» **Required action**: Exactly the lines below from the one with "fn json_body(response: &HttpResponseSpec)" up to and including the one with "use super::WorkflowApi;" make up the answer, with nothing else added.

[Provided data — start]

//! Workflow request and response envelopes.

use serde::{Deserialize, Serialize};
use toolbridge_http::{HttpRequestSpec, HttpResponseSpec};

/// Input to [`WorkflowOrchestrator::execute`](super::WorkflowOrchestrator::execute).
#[derive(Debug, Clone, PartialEq, Eq, Serialize, Deserialize)]
pub struct WorkflowRequest {
    /// What the user wants done.
    pub user_instructions: String,
    /// Registered tools the model may choose from.
    pub tool_ids: Vec<String>,
    /// Whether to have the model narrate the API response.
    #[serde(default)]
    pub format_response: bool,
    /// Guidance for the narration.
    #[serde(default, skip_serializing_if = "Option::is_none")]
    pub response_format_instructions: Option<String>,
}

impl WorkflowRequest {
    /// A request without response formatting.
    #[must_use]
    pub fn new<S: Into<String>>(
        user_instructions: impl Into<String>,
        tool_ids: impl IntoIterator<Item = S>,
    ) -> Self {
        Self {
            user_instructions: user_instructions.into(),
            tool_ids: tool_ids.into_iter().map(Into::into).collect(),
            format_response: false,
            response_format_instructions: None,
        }
    }

    /// Turns on response formatting with optional guidance.
    #[must_use]
    pub fn formatted(mut self, instructions: Option<String>) -> Self {
        self.format_response = true;
        self.response_format_instructions = instructions;
        self
    }
}

/// Terminal workflow state.
#[derive(Debug, Clone, Copy, PartialEq, Eq, Serialize, Deserialize)]
#[serde(rename_all = "snake_case")]
pub enum WorkflowStatus {
    /// Every mandatory stage completed.
    Success,
    /// A stage failed; see `error_stage`.
    Error,
}

/// Pipeline stages, in execution order.
#[derive(Debug, Clone, Copy, PartialEq, Eq, Hash, Serialize, Deserialize)]
#[serde(rename_all = "snake_case")]
pub enum WorkflowStage {
    /// Resolving tool ids against the registry.
    ToolRetrieval,
    /// Rendering tool definitions as prompt context.
    ToolContextGeneration,
    /// Letting the model write the HTTP request.
    LlmSelection,
    /// Executing the request.
    ApiExecution,
    /// Narrating the response.
    ResponseFormatting,
}

impl WorkflowStage {
    /// The wire name of the stage.
    #[must_use]
    pub fn as_str(self) -> &'static str {
        match self {
            Self::ToolRetrieval => "tool_retrieval",
            Self::ToolContextGeneration => "tool_context_generation",
            Self::LlmSelection => "llm_selection",
            Self::ApiExecution => "api_execution",
            Self::ResponseFormatting => "response_formatting",
        }
    }
}

impl core::fmt::Display for WorkflowStage {
    fn fmt(&self, f: &mut core::fmt::Formatter<'_>) -> core::fmt::Result {
        f.write_str(self.as_str())
    }
}

/// Outcome of a workflow run.
#[derive(Debug, Clone, PartialEq, Serialize, Deserialize)]
pub struct WorkflowResponse {
    /// Success or error.
    pub status: WorkflowStatus,
    /// Tool the generated request was attributed to.
    #[serde(default, skip_serializing_if = "Option::is_none")]
    pub selected_tool: Option<String>,
    /// Request the model generated.
    #[serde(default, skip_serializing_if = "Option::is_none")]
    pub http_spec: Option<HttpRequestSpec>,
    /// Response of the executed request.
    #[serde(default, skip_serializing_if = "Option::is_none")]
    pub raw_response: Option<HttpResponseSpec>,
    /// Narrated response, `None` when not asked for or when narration failed.
    #[serde(default)]
    pub formatted_response: Option<String>,
    /// Failure message.
    #[serde(default, skip_serializing_if = "Option::is_none")]
    pub error: Option<String>,
    /// Stage that failed.
    #[serde(default, skip_serializing_if = "Option::is_none")]
    pub error_stage: Option<WorkflowStage>,
}

impl WorkflowResponse {
    /// A failed run.
    #[must_use]
    pub fn failed(stage: WorkflowStage, error: impl Into<String>) -> Self {
        Self {
            status: WorkflowStatus::Error,
            selected_tool: None,
            http_spec: None,
            raw_response: None,
            formatted_response: None,
            error: Some(error.into()),
            error_stage: Some(stage),
        }
    }

    /// Returns `true` for successful runs.
    #[must_use]
    pub fn is_success(&self) -> bool {
        self.status == WorkflowStatus::Success
    }
}
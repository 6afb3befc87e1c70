//! The generic API tool engine.
//!
//! [`ApiTool`] turns a [`ToolSpec`] plus runtime arguments into an
//! authenticated [`HttpRequestSpec`], executes it, and maps the response
//! body back into the tool's output shape.

use crate::error::ToolError;
use crate::schema::JsonType;
use crate::secret::resolve_secret;
use crate::spec::{AuthMethod, ToolSpec};
use crate::tool::{Tool, ToolDefinition};
use core::future::Future;
use core::pin::Pin;
use core::time::Duration;
use serde_json::{Map, Value};
use std::collections::BTreeMap;
use toolbridge_http::{HttpClientService, HttpRequestSpec, HttpResponseSpec};

const DEFAULT_HEADER_KEY: &str = "X-API-Key";
const DEFAULT_QUERY_KEY: &str = "apikey";

/// A tool backed by a declarative [`ToolSpec`].
#[derive(Debug, Clone)]
pub struct ApiTool {
    spec: ToolSpec,
    http: HttpClientService,
}

impl ApiTool {
    /// Wraps a spec. The spec is not validated here; see
    /// [`ToolFactory`](crate::ToolFactory).
    pub fn new(spec: ToolSpec, http: HttpClientService) -> Self {
        Self { spec, http }
    }

    /// The underlying specification.
    #[must_use]
    pub fn spec(&self) -> &ToolSpec {
        &self.spec
    }

    /// Full endpoint URL.
    #[must_use]
    pub fn build_url(&self) -> String {
        let base = self.spec.api.base_url.trim_end_matches('/');
        let path = self.spec.api.path.trim_start_matches('/');
        if path.is_empty() {
            base.to_string()
        } else {
            format!("{base}/{path}")
        }
    }

    /// Static headers plus the auth header, which replaces any static
    /// header of the same name.
    #[must_use]
    pub fn build_headers(&self) -> BTreeMap<String, String> {
        let mut headers: BTreeMap<String, String> = self
            .spec
            .api
            .headers
            .iter()
            .map(|(name, value)| (name.clone(), value.clone()))
            .collect();

        if let Some((name, value)) = self.credential_header() {
            headers.retain(|existing, _| !existing.eq_ignore_ascii_case(&name));
            headers.insert(name, value);
        }
        headers
    }

    /// The `(name, value)` auth header, if the auth method uses one.
    fn credential_header(&self) -> Option<(String, String)> {
        let auth = &self.spec.api.auth;
        match auth.method {
            AuthMethod::Bearer => Some((
                "Authorization".to_string(),
                format!("Bearer {}", resolve_secret(auth.secret_ref.as_deref())),
            )),
            AuthMethod::ApiKeyHeader => Some((
                auth.key_name
                    .clone()
                    .unwrap_or_else(|| DEFAULT_HEADER_KEY.to_string()),
                resolve_secret(auth.secret_ref.as_deref()),
            )),
            AuthMethod::Oauth2 => {
                tracing::warn!(tool = %self.spec.name, "oauth2 is not supported, sending no credential");
                None
            }
            AuthMethod::None | AuthMethod::ApiKeyQuery => None,
        }
    }

    /// Static parameters, the query-string credential, then mapped inputs.
    #[must_use]
    pub fn build_query_params(&self, arguments: &Map<String, Value>) -> BTreeMap<String, String> {
        let mut params: BTreeMap<String, String> = self
            .spec
            .api
            .params
            .iter()
            .map(|(name, value)| (name.clone(), value.clone()))
            .collect();

        let auth = &self.spec.api.auth;
        if auth.method == AuthMethod::ApiKeyQuery {
            let key = auth.key_name.as_deref().unwrap_or(DEFAULT_QUERY_KEY);
            params.insert(key.to_string(), resolve_secret(auth.secret_ref.as_deref()));
        }

        for (input, param) in &self.spec.mapping.input_to_params {
            if let Some(value) = present(arguments, input) {
                params.insert(param.clone(), stringify(value));
            }
        }
        params
    }

    /// JSON body built from `input_to_body`; `None` when nothing maps.
    #[must_use]
    pub fn build_body(&self, arguments: &Map<String, Value>) -> Option<Value> {
        let body: Map<String, Value> = self
            .spec
            .mapping
            .input_to_body
            .iter()
            .filter_map(|(input, field)| {
                present(arguments, input).map(|value| (field.clone(), value.clone()))
            })
            .collect();

        (!body.is_empty()).then_some(Value::Object(body))
    }

    /// The complete request for a set of validated arguments.
    #[must_use]
    pub fn build_request(&self, arguments: &Map<String, Value>) -> HttpRequestSpec {
        let headers = self.build_headers();
        let params = self.build_query_params(arguments);
        HttpRequestSpec {
            method: self.spec.api.method.to_http(),
            url: self.build_url(),
            headers: (!headers.is_empty()).then_some(headers),
            query_params: (!params.is_empty()).then_some(params),
            body: self.build_body(arguments).map(Into::into),
        }
    }

    /// Adds this tool's credential to a request built elsewhere.
    ///
    /// Used when an LLM wrote the request from the tool's description and
    /// only knows the auth requirement, not the secret. Existing headers
    /// of the same name are replaced.
    ///
    /// The credential is only attached when the request targets this tool's
    /// endpoint origin (scheme, host and port). Returns `false` and leaves
    /// the request untouched otherwise.
    pub fn apply_credentials(&self, request: &mut HttpRequestSpec) -> bool {
        let endpoint = self.build_url();
        if !request.same_origin(&endpoint) {
            tracing::warn!(
                tool = %self.spec.name,
                target = %request.url,
                endpoint = %endpoint,
                "request targets a different origin, not attaching credentials"
            );
            return false;
        }

        let auth = &self.spec.api.auth;
        match auth.method {
            AuthMethod::ApiKeyQuery => {
                let key = auth.key_name.as_deref().unwrap_or(DEFAULT_QUERY_KEY);
                request
                    .query_params
                    .get_or_insert_with(BTreeMap::new)
                    .insert(key.to_string(), resolve_secret(auth.secret_ref.as_deref()));
            }
            AuthMethod::ApiKeyHeader | AuthMethod::Bearer => {
                if let Some((name, value)) = self.credential_header() {
                    let headers = request.headers.get_or_insert_with(BTreeMap::new);
                    headers.retain(|existing, _| !existing.eq_ignore_ascii_case(&name));
                    headers.insert(name, value);
                }
            }
            AuthMethod::None | AuthMethod::Oauth2 => {}
        }
        true
    }

    /// Maps a response body into the tool output.
    ///
    /// `response_path` selects the working object (a missing segment yields
    /// an empty object). Each `response_to_output` path is looked up inside
    /// it and coerced by the output schema; missing paths are omitted.
    #[must_use]
    pub fn transform_response(&self, body: &Value) -> Value {
        let mapping = &self.spec.mapping;
        let empty = Value::Object(Map::new());

        let working = match mapping.response_path.as_deref() {
            Some(path) if !path.is_empty() => lookup_path(body, path).unwrap_or(&empty),
            _ => body,
        };

        if mapping.response_to_output.is_empty() {
            return working.clone();
        }

        let mut output = Map::new();
        for (field, path) in &mapping.response_to_output {
            let Some(value) = lookup_path(working, path) else {
                tracing::debug!(tool = %self.spec.name, field = %field, path = %path, "response field missing");
                continue;
            };
            let target = self
                .spec
                .output_schema
                .properties
                .get(field)
                .and_then(|property| property.kind.as_ref())
                .and_then(crate::schema::TypeSpec::primary);
            output.insert(field.clone(), coerce(value, target));
        }
        Value::Object(output)
    }

    /// Executes the tool with already-validated arguments.
    ///
    /// # Errors
    ///
    /// Returns [`ToolError::Http`] when the call fails after retries, and
    /// [`ToolError::ExecutionError`] for non-2xx statuses and non-JSON
    /// bodies.
    pub async fn call(&self, arguments: &Map<String, Value>) -> Result<Value, ToolError> {
        let request = self.build_request(arguments);
        let timeout = Duration::try_from_secs_f64(self.spec.api.timeout)
            .unwrap_or_else(|_| self.http.timeout());

        tracing::debug!(
            tool = %self.spec.name,
            method = %request.method,
            url = %request.url,
            "calling api tool"
        );

        let response = self.http.execute_with_timeout(&request, timeout).await?;
        if !response.is_success() {
            return Err(ToolError::execution_error(format!(
                "HTTP {}: {}",
                response.status_code,
                body_text(&response)
            )));
        }

        let body = json_body(&response)?;
        Ok(self.transform_response(&body))
    }
}

impl Tool for ApiTool {
    fn definition(&self) -> ToolDefinition {
        self.spec.definition()
    }

    fn execute(
        &self,
        args: Value,
    ) -> Pin<Box<dyn Future<Output = Result<Value, ToolError>> + Send + '_>> {
        Box::pin(async move {
            let arguments = match args {
                Value::Object(map) => map,
                Value::Null => Map::new(),
                _ => return Err(ToolError::parameter_error("Parameters must be an object")),
            };
            self.call(&arguments).await
        })
    }
}

// ─────────────────────────────────────────────────────────────────────
// Helpers
// ─────────────────────────────────────────────────────────────────────

fn present<'a>(arguments: &'a Map<String, Value>, name: &str) -> Option<&'a Value> {
    arguments.get(name).filter(|value| !value.is_null())
}

/// Strings verbatim, every other value as JSON text.
pub(crate) fn stringify(value: &Value) -> String {
    match value {
        Value::String(text) => text.clone(),
        other => other.to_string(),
    }
}

/// Resolves a dotted path.
///
/// At each object the longest prefix of the remaining path that is itself
/// a key wins, so keys such as `"05. price"` resolve directly.
pub(crate) fn lookup_path<'a>(value: &'a Value, path: &str) -> Option<&'a Value> {
    if path.is_empty() {
        return Some(value);
    }
    let Value::Object(map) = value else {
        return None;
    };
    if let Some(found) = map.get(path) {
        return Some(found);
    }

    let mut split_points: Vec<usize> = path.match_indices('.').map(|(index, _)| index).collect();
    split_points.reverse();
    split_points.into_iter().find_map(|index| {
        let (key, rest) = (&path[..index], &path[index + 1..]);
        map.get(key).and_then(|child| lookup_path(child, rest))
    })
}

/// Coerces a value towards the output schema type; failures keep the raw value.
fn coerce(value: &Value, target: Option<JsonType>) -> Value {
    let as_float = || match value {
        Value::Number(number) => number.as_f64(),
        Value::String(text) => text.trim().parse::<f64>().ok(),
        _ => None,
    };

    match target {
        Some(JsonType::Number) => as_float()
            .and_then(serde_json::Number::from_f64)
            .map_or_else(|| value.clone(), Value::Number),
        Some(JsonType::Integer) => as_float()
            .filter(|float| float.is_finite() && float.abs() < 9.0e15)
            .map_or_else(|| value.clone(), |float| Value::from(truncate(float))),
        _ => value.clone(),
    }
}

#[expect(
    clippy::cast_possible_truncation,
    reason = "integer coercion truncates toward zero; range checked by caller"
)]
fn truncate(float: f64) -> i64 {
    float.trunc() as i64
}

fn json_body(response: &HttpResponseSpec) -> Result<Value, ToolError> {
    let declared_json = response
        .header("content-type")
        .is_some_and(|content_type| content_type.contains("json"));

    match &response.body {
        Some(body) if declared_json => Ok(body.clone()),
        Some(Value::String(text)) => serde_json::from_str(text).map_err(|err| {
            ToolError::execution_error(format!("response body is not JSON: {err}"))
        }),
        Some(body) => Ok(body.clone()),
        None => Err(ToolError::execution_error("response body is empty")),
    }
}

fn body_text(response: &HttpResponseSpec) -> String {
    match &response.body {
        Some(Value::String(text)) => text.clone(),
        Some(other) => other.to_string(),
        None => String::new(),
    }
}
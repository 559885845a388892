//! `WorkflowApi` over HTTP with reqwest.

use super::WorkflowApi;
use crate::config::ClientConfig;
use crate::error::{ClientError, Result};
use crate::events::{decode_event_stream, AbortSignal, EventStream};
use crate::types::{
    InstanceId, ResumeAction, StartRequest, StartResponse, WorkflowInstanceState,
};
use async_trait::async_trait;
use reqwest::header::{HeaderValue, ACCEPT, CACHE_CONTROL};
use reqwest::{RequestBuilder, Response};
use serde::Serialize;
use url::Url;

const EVENT_STREAM: &str = "text/event-stream";

#[derive(Serialize)]
struct ResumeBody<'a> {
    action: ResumeAction,
    #[serde(skip_serializing_if = "Option::is_none")]
    data: Option<&'a serde_json::Value>,
}

#[derive(Clone, Debug)]
pub struct HttpWorkflowApi {
    client: reqwest::Client,
    base: Url,
    auth_token: Option<String>,
}

impl HttpWorkflowApi {
    pub fn new(config: &ClientConfig) -> Result<Self> {
        Ok(Self {
            client: config.build_http_client()?,
            base: config.base()?,
            auth_token: config.auth_token.clone(),
        })
    }

    /// Use a preconfigured client (proxies, custom TLS).
    pub fn with_client(client: reqwest::Client, config: &ClientConfig) -> Result<Self> {
        Ok(Self {
            client,
            base: config.base()?,
            auth_token: config.auth_token.clone(),
        })
    }

    pub fn base_url(&self) -> &Url {
        &self.base
    }

    /// Base url plus percent-encoded path segments.
    fn endpoint(&self, segments: &[&str]) -> Result<Url> {
        let mut url = self.base.clone();
        url.path_segments_mut()
            .map_err(|_| ClientError::Config(format!("base_url cannot be a base: {}", self.base)))?
            .pop_if_empty()
            .extend(segments);
        Ok(url)
    }

    fn authorize(&self, req: RequestBuilder) -> RequestBuilder {
        match &self.auth_token {
            Some(token) => req.bearer_auth(token),
            None => req,
        }
    }

    async fn send(&self, req: RequestBuilder) -> Result<Response> {
        let response = self.authorize(req).send().await?;
        check_status(response).await
    }

    /// Open an event stream, racing the request itself against `signal`.
    async fn open_stream(&self, req: RequestBuilder, signal: AbortSignal) -> Result<EventStream> {
        let req = self
            .authorize(req)
            .header(ACCEPT, HeaderValue::from_static(EVENT_STREAM))
            .header(CACHE_CONTROL, HeaderValue::from_static("no-cache"));

        let response = tokio::select! {
            biased;
            _ = signal.cancelled() => {
                tracing::debug!("stream request aborted before response: {}", signal.reason());
                return Err(ClientError::Aborted(signal.reason()));
            }
            result = req.send() => result?,
        };
        let response = check_status(response).await?;

        if let Some(content_type) = response.headers().get(reqwest::header::CONTENT_TYPE) {
            let content_type = content_type.to_str().unwrap_or_default();
            if !content_type.starts_with(EVENT_STREAM) {
                tracing::warn!("unexpected content type for event stream: {}", content_type);
            }
        }
        Ok(decode_event_stream(response.bytes_stream(), signal))
    }
}

/// Turn non-2xx responses into `ClientError::Status`.
async fn check_status(response: Response) -> Result<Response> {
    let status = response.status();
    if status.is_success() {
        return Ok(response);
    }
    let body = response.text().await.unwrap_or_default();
    tracing::debug!("request failed: {} {}", status, body);
    Err(ClientError::from_status(status.as_u16(), &body))
}

#[async_trait]
impl WorkflowApi for HttpWorkflowApi {
    async fn start(&self, request: StartRequest) -> Result<StartResponse> {
        let url = self.endpoint(&["workflows", request.workflow_id.as_str(), "instances"])?;
        tracing::info!(workflow_id = %request.workflow_id, "starting workflow");
        let response = self.send(self.client.post(url).json(&request)).await?;
        let bytes = response.bytes().await?;
        Ok(serde_json::from_slice(&bytes)?)
    }

    async fn run(&self, instance_id: &InstanceId, signal: AbortSignal) -> Result<EventStream> {
        let url = self.endpoint(&["instances", instance_id.as_str(), "run"])?;
        tracing::info!(%instance_id, "opening run stream");
        self.open_stream(self.client.post(url), signal).await
    }

    async fn resume(
        &self,
        instance_id: &InstanceId,
        action: ResumeAction,
        data: Option<serde_json::Value>,
        signal: AbortSignal,
    ) -> Result<EventStream> {
        let url = self.endpoint(&["instances", instance_id.as_str(), "resume"])?;
        tracing::info!(%instance_id, %action, "opening resume stream");
        let body = ResumeBody {
            action,
            data: data.as_ref(),
        };
        self.open_stream(self.client.post(url).json(&body), signal)
            .await
    }

    async fn get_state(&self, instance_id: &InstanceId) -> Result<WorkflowInstanceState> {
        let url = self.endpoint(&["instances", instance_id.as_str()])?;
        let response = self.send(self.client.get(url)).await?;
        let bytes = response.bytes().await?;
        let state: WorkflowInstanceState = serde_json::from_slice(&bytes)?;
        tracing::debug!(%instance_id, status = %state.status, "fetched snapshot");
        Ok(state)
    }

    async fn cancel(&self, instance_id: &InstanceId) -> Result<()> {
        let url = self.endpoint(&["instances", instance_id.as_str(), "cancel"])?;
        self.send(self.client.post(url)).await?;
        Ok(())
    }

    async fn pause(&self, instance_id: &InstanceId) -> Result<()> {
        let url = self.endpoint(&["instances", instance_id.as_str(), "pause"])?;
        self.send(self.client.post(url)).await?;
        Ok(())
    }
}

[Provided data — finish]

» **Response area**:
fn json_body(response: &HttpResponseSpec) -> Result<Value, ToolError> {
    let declared_json = response
        .header("content-type")
        .is_some_and(|content_type| content_type.contains("json"));

    match &response.body {
        Some(body) if declared_json => Ok(body.clone()),
        Some(Value::String(text)) => serde_json::from_str(text).map_err(|err| {
            ToolError::execution_error(format!("response body is not JSON: {err}"))
        }),
        Some(body) => Ok(body.clone()),
        None => Err(ToolError::execution_error("response body is empty")),
    }
}

fn body_text(response: &HttpResponseSpec) -> String {
    match &response.body {
        Some(Value::String(text)) => text.clone(),
        Some(other) => other.to_string(),
        None => String::new(),
    }
}
repository 559885845a388892
//! `WorkflowApi` over HTTP with reqwest.

use super::WorkflowApi;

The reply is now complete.